For a query to be consistent it must be an ancestor query, alternately a GET is consistent, anything else may see inconsistent data as indexes have yet to be updated.

This is all assuming there isn't an actual problem in google land. We have seen problems in the past, where datacenters where late replicating, and eventual consistancy was very late, sometimes even hours.

But you have no way of knowing that, so you either have to assume all is OK, or take an extremely pessimistic approach.

Tim Hoffman
  • 12,976
  • 1
  • 17
  • 29
  • He says in the question that the GET by key sometimes fails in the real world. That's the reason he's asking the question. – Eric Stein Apr 08 '14 at 10:38
  • But is it really from a get or a query. The only time I am aware of failed gets is when google has an outage. Is this something you can deal with, on that level with response codes. You don't know either way. Which means you can't ever rely on anything, and so even sending whole resources back are meaningless. – Tim Hoffman Apr 08 '14 at 10:43
  • Do you know if this is also true for the Eclipse GAE dev server? There seems to be a noticeable delay between persisting the entity (which is instantly updated with it's generated ID) and being able to successfully retrieve it by said ID. EDIT - the query is "SELECT m FROM Message m WHERE Id = " – Ben Owen Apr 08 '14 at 10:43
  • You can't measure consistenacy/performance based on the dev server. You can only make statements about how the production environment behaves. The dev server tries (as much as possible) to simulate the production environment, but it fundamentally is not the production environment. – Tim Hoffman Apr 08 '14 at 10:45
  • Yes, there is a delay with a query, and your example is a query, not a GET by key. Google only state GET's and ancestor queries are consistent. – Tim Hoffman Apr 08 '14 at 10:46
  • Not sure the -1 was warranted. – Tim Hoffman Apr 08 '14 at 10:47
  • @TimHoffman I now agree, but I can't remove it unless you edit the answer. Just add a space at the end or something. – Eric Stein Apr 08 '14 at 10:47
  • I would certainly agree that the dev server is by no means the real thing. However, my question was what is the best practice for this situation? Is it simply such an edge case in production that it is safe to ignore the possibility? – Ben Owen Apr 08 '14 at 10:50
  • 1
    I believe you that if you can't trust the primary behavior then sending a copy of the object back is probably a worse.
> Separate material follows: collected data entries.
//! BOS encoder.

use bos_buffers::Writer;

use crate::constants::Tag;
use crate::error::EncodeError;
use crate::size::encoded_size;
use crate::value::{parse_data_uri, BosValue};
use crate::varint::write_varint;

/// Narrowest integer kind holding `value`. Non-negative values use the
/// unsigned kinds.
pub fn integer_tag(value: i64) -> Tag {
    if value >= 0 {
        return u_integer_tag(value as u64);
    }
    if value >= i64::from(i8::MIN) {
        Tag::Int8
    } else if value >= i64::from(i16::MIN) {
        Tag::Int16
    } else if value >= i64::from(i32::MIN) {
        Tag::Int32
    } else {
        Tag::Int64
    }
}

pub fn u_integer_tag(value: u64) -> Tag {
    if value <= u64::from(u8::MAX) {
        Tag::UInt8
    } else if value <= u64::from(u16::MAX) {
        Tag::UInt16
    } else if value <= u64::from(u32::MAX) {
        Tag::UInt32
    } else {
        Tag::UInt64
    }
}

/// `Float` when `value` survives a round trip through `f32`, else `Double`.
pub fn float_tag(value: f64) -> Tag {
    if f64::from(value as f32) == value {
        Tag::Float
    } else {
        Tag::Double
    }
}

/// Encodes value trees into BOS buffers.
///
/// # Example
///
/// ```
/// use bos::{BosEncoder, BosValue};
///
/// let mut encoder = BosEncoder::new();
/// let data = encoder.encode(&BosValue::Null).unwrap();
/// assert_eq!(data, [5, 0, 0, 0, 0]);
/// ```
pub struct BosEncoder {
    pub writer: Writer,
}

impl Default for BosEncoder {
    fn default() -> Self {
        Self::new()
    }
}

impl BosEncoder {
    pub fn new() -> Self {
        Self {
            writer: Writer::new(),
        }
    }

    pub fn with_capacity(capacity: usize) -> Self {
        Self {
            writer: Writer::with_alloc_size(capacity),
        }
    }

    pub fn encode(&mut self, value: &BosValue) -> Result<Vec<u8>, EncodeError> {
        self.begin();
        self.write_any(value);
        self.finish()
    }

    /// Encodes a JSON document. `data:application/octet-stream;base64,`
    /// strings are stored as bytes.
    pub fn encode_json(&mut self, value: &serde_json::Value) -> Result<Vec<u8>, EncodeError> {
        self.begin();
        self.write_json(value);
        self.finish()
    }

    fn begin(&mut self) {
        self.writer.reset();
        self.writer.u32(0);
    }

    fn finish(&mut self) -> Result<Vec<u8>, EncodeError> {
        let size = self.writer.len();
        match u32::try_from(size) {
            Ok(declared) => {
                self.writer.patch_u32(0, declared);
                tracing::trace!(size, "bos buffer encoded");
                Ok(self.writer.flush())
            }
            Err(_) => {
                self.writer.reset();
                tracing::debug!(size, "bos encoding too large for the size header");
                Err(EncodeError::TooLarge { size })
            }
        }
    }

    pub fn write_any(&mut self, value: &BosValue) {
        match value {
            BosValue::Null => self.write_null(),
            BosValue::Bool(b) => self.write_boolean(*b),
            BosValue::Integer(i) => self.write_integer(*i),
            BosValue::UInteger(u) => self.write_u_integer(*u),
            BosValue::Float(f) => self.write_float(*f),
            BosValue::Str(s) => self.write_str(s),
            BosValue::Bytes(b) => self.write_bin(b),
            BosValue::Array(items) => {
                self.write_arr_hdr(items.len());
                for item in items {
                    self.write_any(item);
                }
            }
            BosValue::Object(map) => {
                self.write_obj_hdr(map.len());
                for (key, value) in map {
                    self.write_key(key);
                    self.write_any(value);
                }
            }
        }
    }

    pub fn write_json(&mut self, value: &serde_json::Value) {
        match value {
            serde_json::Value::Null => self.write_null(),
            serde_json::Value::Bool(b) => self.write_boolean(*b),
            serde_json::Value::Number(n) => {
                if let Some(i) = n.as_i64() {
                    self.write_integer(i);
                } else if let Some(u) = n.as_u64() {
                    self.write_u_integer(u);
                } else {
                    self.write_float(n.as_f64().unwrap_or(0.0));
                }
            }
            serde_json::Value::String(s) => match parse_data_uri(s) {
                Some(bytes) => self.write_bin(&bytes),
                None => self.write_str(s),
            },
            serde_json::Value::Array(items) => {
                self.write_arr_hdr(items.len());
                for item in items {
                    self.write_json(item);
                }
            }
            serde_json::Value::Object(map) => {
                self.write_obj_hdr(map.len());
                for (key, value) in map {
                    self.write_key(key);
                    self.write_json(value);
                }
            }
        }
    }

    pub fn write_null(&mut self) {
        self.writer.u8(Tag::Null.into());
    }

    pub fn write_boolean(&mut self, b: bool) {
        self.writer.u8(Tag::Bool.into());
        self.writer.u8(u8::from(b));
    }

    pub fn write_integer(&mut self, i: i64) {
        let tag = integer_tag(i);
        self.writer.u8(tag.into());
        match tag {
            Tag::Int8 => self.writer.i8(i as i8),
            Tag::Int16 => self.writer.i16(i as i16),
            Tag::Int32 => self.writer.i32(i as i32),
            Tag::Int64 => self.writer.i64(i),
            _ => self.write_u_payload(tag, i as u64),
        }
    }

    pub fn write_u_integer(&mut self, u: u64) {
        let tag = u_integer_tag(u);
        self.writer.u8(tag.into());
        self.write_u_payload(tag, u);
    }

    fn write_u_payload(&mut self, tag: Tag, u: u64) {
        match tag {
            Tag::UInt8 => self.writer.u8(u as u8),
            Tag::UInt16 => self.writer.u16(u as u16),
            Tag::UInt32 => self.writer.u32(u as u32),
            _ => self.writer.u64(u),
        }
    }

    pub fn write_float(&mut self, f: f64) {
        let tag = float_tag(f);
        self.writer.u8(tag.into());
        if tag == Tag::Float {
            self.writer.f32(f as f32);
        } else {
            self.writer.f64(f);
        }
    }

    pub fn write_str(&mut self, s: &str) {
        self.writer.u8(Tag::String.into());
        self.write_key(s);
    }

    /// Object keys are strings without the tag byte.
    pub fn write_key(&mut self, s: &str) {
        write_varint(&mut self.writer, s.len() as u64);
        self.writer.utf8(s);
    }

    pub fn write_bin(&mut self, buf: &[u8]) {
        self.writer.u8(Tag::Bytes.into());
        write_varint(&mut self.writer, buf.len() as u64);
        self.writer.buf(buf);
    }

    pub fn write_arr_hdr(&mut self, count: usize) {
        self.writer.u8(Tag::Array.into());
        write_varint(&mut self.writer, count as u64);
    }

    pub fn write_obj_hdr(&mut self, count: usize) {
        self.writer.u8(Tag::Object.into());
        write_varint(&mut self.writer, count as u64);
    }
}

/// Encodes `value` into a freshly sized buffer.
pub fn serialize(value: &BosValue) -> Result<Vec<u8>, EncodeError> {
    BosEncoder::with_capacity(encoded_size(value)).encode(value)
}
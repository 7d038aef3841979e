//! `bos-validate`: check a BOS buffer. Exits 0 when valid, 1 otherwise.

use std::io::{self, Read};
use std::path::PathBuf;
use std::process::ExitCode;

use bos_cli::{init_tracing, inspect, CliError, DecodeArgs};
use clap::{ArgAction, Parser};

#[derive(Parser)]
#[command(name = "bos-validate", version, about = "Check that a BOS buffer is well formed")]
struct Cli {
    /// Buffer to check; stdin when omitted.
    #[arg(value_name = "FILE")]
    file: Option<PathBuf>,
    #[command(flatten)]
    decode: DecodeArgs,
    /// Print why the buffer was accepted or rejected.
    #[arg(long)]
    explain: bool,
    /// Print the declared size from the header.
    #[arg(long)]
    size: bool,
    /// Increase log verbosity (-v info, -vv debug, -vvv trace).
    #[arg(short, long, action = ArgAction::Count)]
    verbose: u8,
}

fn read_input(file: Option<&PathBuf>) -> Result<Vec<u8>, CliError> {
    match file {
        Some(path) => Ok(std::fs::read(path)?),
        None => {
            let mut buf = Vec::new();
            io::stdin().read_to_end(&mut buf)?;
            Ok(buf)
        }
    }
}

fn main() -> ExitCode {
    let cli = Cli::parse();
    init_tracing(cli.verbose);
    let bytes = match read_input(cli.file.as_ref()) {
        Ok(bytes) => bytes,
        Err(e) => {
            eprintln!("{e}");
            return ExitCode::FAILURE;
        }
    };
    let inspection = inspect(&bytes, cli.decode.options());
    if cli.size {
        println!("{}", inspection.declared_size);
    }
    if cli.explain {
        println!("{}", inspection.explain());
    }
    if inspection.is_valid() {
        ExitCode::SUCCESS
    } else {
        ExitCode::FAILURE
    }
}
Situation because it could hide what is in fact going on, in the event of an outage. – Tim Hoffman Apr 08 '14 at 10:52
  • If you are realy paranoid, you could add a GUID/transaction id to the entity. Then return the Key, and transaction ID to the client, along with whatever reponse code (I would chose 200 or 201) They can then retrieve the entity with a GET, if the transaction id, doesn't match then you know the data is out of date. Though it could have been overwritten in the intervening time. – Tim Hoffman Apr 08 '14 at 10:55
  • Unfortunately, I don't have control over the entity itself. I do agree with the comment about returning the full entity masking a potential problem - so I am leaning towards a 201 Created accompanied by the URI of the new entity. Thanks. – Ben Owen Apr 08 '14 at 11:01
  • Thats what I would do, given your situation. – Tim Hoffman Apr 08 '14 at 11:02
0

It depends on which JSON REST Protocoll you are using. Just always returning a json Object is not very RESTful.

You should look at some of these:

To answer you Question: I would prefer using a format, where the Resource itself is aware of it's URL, so I would use 201 but return also the whole ressource.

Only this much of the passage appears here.